Porsche 918 Spyder

After a prolonged period of teasing and testing, Porsche have finally unveiled the production ready Porsche 918 Spyder at the IAA Frankfurt Motor Show 2013. The Porsche 918 Spyder is the latest halo model from the German brand and continues along the lines of previous Porsche supercars such as the Porsche Carrera GT, however, this time, the power comes from a plug-in hybrid drive engine!

The Porsche 918 Spyder comes fitted with a mid-mounted 4.6-litre V8 engine producing 608 bhp independently – the highest specific power of any naturally aspirated Porsche engine. The V8 is then supplemented by a further two electric motors mounted on each axle. The electric motors can either drive the wheels independently or work together with the engine to boost performance. Each motor produces enough power to boost the total figure over 880 bhp. A seven-speed Porsche Doppelkupplung (PDK) controls power delivery to the rear wheels.

The 918 Spyder has been greatly influenced by its affiliations with motorsport. A number of the developments to the Porsche race car for the 24 Hours of Le Mans 2014 were used in the 918 Spyder – and vice versa. It features a carbon fibre monocoque and a multi-link chassis. The chassis is aided by Porsche Active Suspension Management (PASM) adaptive shock-absorber system and rear-axle steering.
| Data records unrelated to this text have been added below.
use crate::error::{GbuildError, Result};
use serde::{Deserialize, Serialize};
use std::path::PathBuf;

/// Target platform and tool locations for one build.
#[derive(Debug, Clone, PartialEq, Eq, Serialize, Deserialize)]
#[serde(default)]
pub struct ToolchainConfig {
    pub goos: String,
    pub goarch: String,
    /// Fallback directory for toolchain binaries not on `PATH`.
    pub gobin: Option<PathBuf>,
    /// Extra build tags satisfied in addition to `goos`, `goarch` and `cgo`.
    pub tags: Vec<String>,
}

impl Default for ToolchainConfig {
    fn default() -> Self {
        Self {
            goos: host_goos().to_string(),
            goarch: host_goarch().to_string(),
            gobin: None,
            tags: Vec::new(),
        }
    }
}

impl ToolchainConfig {
    /// Reads `GOOS`, `GOARCH`, `GOBIN` and `GOROOT` from the process environment.
    pub fn from_env() -> Self {
        Self::from_lookup(|key| std::env::var(key).ok())
    }

    pub fn from_lookup<F>(lookup: F) -> Self
    where
        F: Fn(&str) -> Option<String>,
    {
        let non_empty = |key: &str| lookup(key).filter(|v| !v.trim().is_empty());

        let mut config = Self::default();
        if let Some(goos) = non_empty("GOOS") {
            config.goos = goos;
        }
        if let Some(goarch) = non_empty("GOARCH") {
            config.goarch = goarch;
        }
        config.gobin = non_empty("GOBIN")
            .map(PathBuf::from)
            .or_else(|| non_empty("GOROOT").map(|root| PathBuf::from(root).join("bin")));
        config
    }

    /// Prefix letter of the architecture specific tools (`6g`, `8l`, `5a`, ...).
    pub fn arch_letter(&self) -> Result<char> {
        match self.goarch.as_str() {
            "amd64" => Ok('6'),
            "386" => Ok('8'),
            "arm" => Ok('5'),
            "arm64" => Ok('7'),
            other => Err(GbuildError::Config(format!(
                "unsupported architecture '{}'",
                other
            ))),
        }
    }
}

fn host_goos() -> &'static str {
    match std::env::consts::OS {
        "macos" => "darwin",
        other => other,
    }
}

fn host_goarch() -> &'static str {
    match std::env::consts::ARCH {
        "x86_64" => "amd64",
        "x86" => "386",
        "aarch64" => "arm64",
        other => other,
    }
}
The Porsche 918 Spyder gets five operating modes, which can be activated via a map switch in the steering wheel, just like in race cars. The first is “E-Power” which uses the electric motors as much as possible and is engaged from startup. It can cover between 16 and 32 kilometres on purely electric power. In “Hybrid” mode, the electric motors and combustion engine work alternately, focusing on achieving maximum efficiency and minimum fuel consumption.

Porsche 918 Spyder

In “Sport Hybrid” mode. The combustion engine now operates continuously, representing the main propulsive force. The electric motors are activated to support acceleration through the electric boost function, or at points when the operating point of the combustion engine can be optimised for greater efficiency. “Race Hybrid” is the mode for maximum performance. The combustion engine is chiefly used under high load, and charges the battery whenever the driver does not require maximum power. The electric motors provide additional support in the form of boosting in this mode too. PDK also becomes sharper in this mode.

The “Hot Lap” button in the centre of the map switch releases the 918 Spyder’s final reserves and can only be activated in “Race Hybrid” mode. Similar to a qualification mode, “Race Hybrid” mode pushes the traction battery to its maximum power output limits for a few fast laps. This mode uses all of the available energy in the battery.

Porsche 918 Spyder

Customers will be able to order the “Weissach” package. These cars come in special colours and designs inspired by legendary Porsche race cars. The cars will get super lightweight magnesium wheels which reduce the unsprung weight, decreasing the weight by around 35 kg. A six-point seatbelts for the driver and front passenger, an optional film coating instead of a paint finish, plus additional aerodynamic add-on parts in visible carbon fibre are also key features of this option.

The tyres were a particular issue during development. A total of 550 prototype tyres were produced and tested over the course of the testing period. 400 preproduction prototypes and 200 series test specimens were also produced before Porsche gave the final approval for the Michelin Pilot Sport Cup 2 tyres in size 265/35 ZR 20 for the front axle and 325/30 ZR 21 for the rear axle. They are unique to the Porsche 918 Spyder.

Porsche 918 Spyder

The final part of the package is the Porsche Active Aerodynamic (PAA). The system works in three stages, switching automatically between optimum efficiency and maximum downforce. In “Race” mode, the retractable rear wing is set to a steep angle to generate high downforce at the rear axle. The spoiler, which is positioned between the two wing supports at the trailing edge of the airflow, also extends. Two adjustable air flaps are opened in the underbody in front of the front axle, directing some of the air into the diffuser channels of the underbody structure to also produce a “ground effect” at the front axle.

In “Sport” mode, the aerodynamics control system reduces the approach angle of the rear wing slightly, enabling a higher top speed. The spoiler remains extended but the aerodynamic flaps in the underbody close, which also reduces aerodynamic drag and increases the potential vehicle speed. In “E” mode, the system focuses solely on low aerodynamic drag; the rear wing and spoiler are retracted and the underbody flaps are closed. Adjustable air intakes under the main headlights round off the adaptive aerodynamics system. When the vehicle is stationary and in “Race” or “Sport” mode, the intakes are opened to enable maximum cooling. In “E-Power” and “Hybrid” mode, the air intakes close as soon as the vehicle is driven off in order to keep aerodynamic drag to a minimum. They are not opened again until the vehicle reaches speeds of approximately 130 km/h or when cooling requirements are higher.

Porsche 918 Spyder

The Porsche 918 Spyder gets two removable roof panels constructed from carbon fibre and a 100-litre luggage compartment. We’ll take a closer look tomorrow at the IAA Frankfurt Motor Show 2013. Until then, enjoy the press photos above!